医学生にとって、これらのビデオには主に2つの利点があります:
- 便利な時間と場所で講義を視聴できる柔軟性
- 倍速再生の機能(時間節約のため)
実際、一部の医学生はライブ講義よりも録画された講義を好む理由として、倍速で視聴できることを挙げています。医学生は特に基礎科学の講義ビデオを試験前に復習のために視聴する傾向があり、時間を節約するために高速再生を利用することが一般的です。
研究方法の詳細
実験デザインと参加者
- 実験デザイン:事後テストのみの実験デザイン
- 参加者:トルコの医学部1・2年生60名
- 参加者募集方法:9つの医学部の1・2年生に対してメッセージアプリを通じて告知
- 合計126名の応募があり、最終的に60名が参加
グループ分け
- 性別と学年のバランスを確保するための層別無作為化を用いて2つのグループに分けられました
- グループ1:1倍速でビデオを視聴
- グループ2:2倍速でビデオを視聴
実験手順
- 実験は2022年7月に実施(学年終了直後)
- 参加者は自宅でYouTubeを通じてビデオを視聴
- フルスクリーンモードでの視聴が必須で、メモを取ることやビデオの一時停止は許可されていなかった
- Google Meetを通じてウェブカメラでプロクター(監視)された
- テストはビデオ視聴直後と1週間後に実施
- テスト中はプロクターされなかったが、誠実さについての同意声明をクリックする必要があった
使用されたビデオ
- 内容:腫瘍学の基本用語の紹介
- 選定理由:1・2年生がまだ学習していないトピック
- 講師:トルコ語のネイティブスピーカーの専門家
- 形式:テキストと画像/イラストを含むスライドのみ(講師は映っていない)
- 長さ:1倍速で10分35秒(1290単語)、2倍速で5分17秒
- 話速:1分あたり約122単語(1倍速)
評価方法
- 20問の単一最良解答型多肢選択式問題
- すべての問題はビデオで述べられた事実を問うもの
- 医師である3人の著者によって作成・レビュー・確定
- Google Formsを通じてアクセスと回答
詳細な結果分析
全体スコア
- 即時テスト:
- 1倍速グループ:11.26±4.06
- 2倍速グループ:10.16±2.46
- 統計的有意差なし:t(58)=1.26, p>.05
- 効果量(Cohen's d):0.32(小さい効果)
- 遅延テスト(1週間後):
- 1倍速グループ:9.66±3.94
- 2倍速グループ:8.36±2.80
- 統計的有意差なし:t(55)=1.42, p>.05
- 効果量(Cohen's d):0.38(小さい効果)
- 両グループとも即時テストのスコアは遅延テストより有意に高かった(p<.05)
- 男女ともに、即時テストのスコアは遅延テストより有意に高かった(p<.05)
問題別分析
- 即時テストでは、個々の問題に関して1倍速と2倍速グループのスコア間に有意差はなかった(p>.05)
- 遅延テストでは、問題#4と問題#5において1倍速と2倍速グループのスコア間に有意差があった(p<.05)
- 問題#4:「腫瘍における分化の完全な喪失を表す用語は何か?」
- 問題#5:「どのタイプの腫瘍が他よりも予後が悪いか?」
- 女性参加者の中では、問題#4、#8、#13、#18において即時テストのスコアが遅延テストより有意に高かった(p<.05)
- 男性参加者の中では、問題#11において即時テストのスコアが遅延テストより有意に高かった(p<.05)

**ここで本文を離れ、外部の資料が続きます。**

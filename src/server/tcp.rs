//! # Accept Loop
//! src/server/tcp.rs
//!
//! Dueño del socket de escucha. Dos modos, elegidos al arrancar:
//!
//! - **single**: cada conexión se atiende completa antes de aceptar la
//!   siguiente. Solo un handler corre a la vez.
//! - **multi**: un thread por conexión aceptada, sin join ni supervisión.
//!   El número de threads no está acotado; un cliente lento ocupa su
//!   thread indefinidamente.
//!
//! Un error al aceptar o al atender una conexión se registra y el loop
//! continúa.

use crate::config::{Config, ServerMode};
use crate::error::{Result, ServerError};
use crate::server::handler::ConnectionHandler;
use crate::state::SharedState;
use socket2::{Domain, Protocol, Socket, Type};
use std::io;
use std::net::{SocketAddr, TcpListener, TcpStream, ToSocketAddrs};
use std::sync::atomic::{AtomicU64, AtomicUsize, Ordering};
use std::sync::Arc;
use std::thread;
use std::time::{Duration, Instant};
use tracing::{debug, error, info, warn};

const ACCEPT_BACKOFF_BASE: Duration = Duration::from_millis(10);
const ACCEPT_BACKOFF_MAX: Duration = Duration::from_secs(1);

/// Servidor HTTP de archivos
pub struct Server {
    mode: ServerMode,
    listener: TcpListener,
    handler: Arc<ConnectionHandler>,
    /// Threads de conexión vivos (modo multi)
    active: Arc<AtomicUsize>,
    next_id: AtomicU64,
}

/// Decrementa el contador de threads activos al terminar, incluso con panic
struct ActiveGuard(Arc<AtomicUsize>);

impl Drop for ActiveGuard {
    fn drop(&mut self) {
        self.0.fetch_sub(1, Ordering::SeqCst);
    }
}

impl Server {
    /// Crea el socket de escucha con el backlog configurado
    pub fn bind(config: &Config, state: SharedState) -> Result<Self> {
        config.validate().map_err(ServerError::Config)?;

        let listener = bind_listener(&config.address(), config.backlog as i32)?;
        let handler = Arc::new(ConnectionHandler::new(config, state));

        info!(
            address = %listener.local_addr()?,
            mode = %config.mode,
            backlog = config.backlog,
            "listening"
        );

        Ok(Self {
            mode: config.mode,
            listener,
            handler,
            active: Arc::new(AtomicUsize::new(0)),
            next_id: AtomicU64::new(1),
        })
    }

    pub fn local_addr(&self) -> io::Result<SocketAddr> {
        self.listener.local_addr()
    }

    pub fn handler(&self) -> Arc<ConnectionHandler> {
        Arc::clone(&self.handler)
    }

    /// Threads de conexión que siguen corriendo
    pub fn active_connections(&self) -> usize {
        self.active.load(Ordering::SeqCst)
    }

    /// Acepta conexiones para siempre
    pub fn run(&self) -> Result<()> {
        let mut consecutive_failures = 0u32;
        loop {
            match self.accept_next() {
                Ok(()) => consecutive_failures = 0,
                Err(e) => {
                    consecutive_failures = consecutive_failures.saturating_add(1);
                    let wait = accept_backoff(consecutive_failures);
                    error!(
                        error = %e,
                        failures = consecutive_failures,
                        retry_in_ms = wait.as_millis() as u64,
                        "failed to accept connection"
                    );
                    thread::sleep(wait);
                }
            }
        }
    }

    /// Acepta una conexión y la despacha según el modo
    pub fn accept_next(&self) -> Result<()> {
        let (stream, peer) = self.listener.accept()?;
        let id = self.next_id.fetch_add(1, Ordering::Relaxed);
        debug!(id, peer = %peer, "accepted");

        match self.mode {
            ServerMode::Single => serve_connection(stream, peer, &self.handler),
            ServerMode::Multi => self.spawn_worker(id, stream, peer),
        }
        Ok(())
    }

    fn spawn_worker(&self, id: u64, stream: TcpStream, peer: SocketAddr) {
        let handler = Arc::clone(&self.handler);
        self.active.fetch_add(1, Ordering::SeqCst);
        let guard = ActiveGuard(Arc::clone(&self.active));

        let spawned = thread::Builder::new()
            .name(format!("conn-{}", id))
            .spawn(move || {
                let _guard = guard;
                serve_connection(stream, peer, &handler);
            });

        // Si el thread no se pudo crear, el closure (y el stream) se sueltan aquí
        if let Err(e) = spawned {
            error!(id, error = %e, "failed to spawn connection thread");
        }
    }
}

/// Espera tras `failures` errores seguidos de `accept` (ej: EMFILE).
/// Empieza en 10 ms y se duplica hasta 1 s.
fn accept_backoff(failures: u32) -> Duration {
    let exponent = failures.saturating_sub(1).min(7);
    (ACCEPT_BACKOFF_BASE * 2u32.pow(exponent)).min(ACCEPT_BACKOFF_MAX)
}

/// Atiende una conexión y la cierra al soltar el stream
fn serve_connection(mut stream: TcpStream, peer: SocketAddr, handler: &ConnectionHandler) {
    let start = Instant::now();
    let peer_ip = peer.ip().to_string();

    match handler.handle(&mut stream, &peer_ip) {
        Ok(Some(outcome)) => {
            info!(
                peer = %peer,
                identity = outcome.identity.as_deref().unwrap_or("-"),
                path = outcome.path.as_deref().unwrap_or("-"),
                status = outcome.status.as_u16(),
                hits = outcome.hits.unwrap_or(0),
                bytes = outcome.body_bytes,
                latency_ms = start.elapsed().as_secs_f64() * 1000.0,
                "served"
            );
        }
        Ok(None) => {}
        Err(e) => {
            warn!(peer = %peer, error = %e, "connection aborted");
        }
    }
}

/// `TcpListener` con `SO_REUSEADDR` y backlog explícito
fn bind_listener(address: &str, backlog: i32) -> io::Result<TcpListener> {
    let addr = address.to_socket_addrs()?.next().ok_or_else(|| {
        io::Error::new(
            io::ErrorKind::InvalidInput,
            format!("could not resolve {}", address),
        )
    })?;

    let socket = Socket::new(Domain::for_address(addr), Type::STREAM, Some(Protocol::TCP))?;
    socket.set_reuse_address(true)?;
    socket.bind(&addr.into())?;
    socket.listen(backlog)?;

    Ok(socket.into())
}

- 20問の弁別指数の平均:即時テストで0.42、遅延テストで0.43
理論的考察
この研究結果を説明する理論として「加速再生仮説」(Accelerated Playback Hypothesis)が挙げられています。この仮説は以下の事実に基づいています:
- 人は1分間に約300語を読むことができる
- 話すスピードは1分間に約150語である
この差を「未使用の処理能力」と考え、「マルチメディアを使用した教育メッセージの加速再生は、閾値レベルに達するまで有意に劣化しない」と理論化されています。この閾値は文脈によって変わる可能性がありますが、先行研究では劣化は2倍速以降に始まり、理解力が実質的に損なわれるのは2.5倍速であることが示されています。
研究の意義と実践的応用
2倍速でのビデオ視聴が理解力を損なわないという発見は、医学生にとって重要な意味を持ちます:
研究の限界
- 単一施設での研究で参加者数が少ないため、結果の一般化に制限がある
- テスト問題は事実的情報の評価を目的として設計されており、より高次の思考スキルへの影響は不明
- 一部の問題(#4と#5)や性別による違いについて、合理的な説明が難しい
- 事前テストがなく、追加のデータポイントとして役立つ可能性があった
今後の研究課題
この研究は医学教育における講義ビデオ速度の効果に関するさらなる研究の必要性を強調しています:
- より多くの参加者と複数施設での研究
- 異なる複雑さの内容を持つビデオを使用した研究
- より高次の思考スキルへの影響を評価する研究
- 倍速視聴の異なる閾値(例:1.5倍、2.5倍など)を検証する研究
- 長期的な記憶保持への影響を調査する研究
この研究は、医学生が時間を効率的に使いながら学習効果を維持できる可能性を示唆しており、過密なカリキュラムに対処するための実践的な方法を提供しています。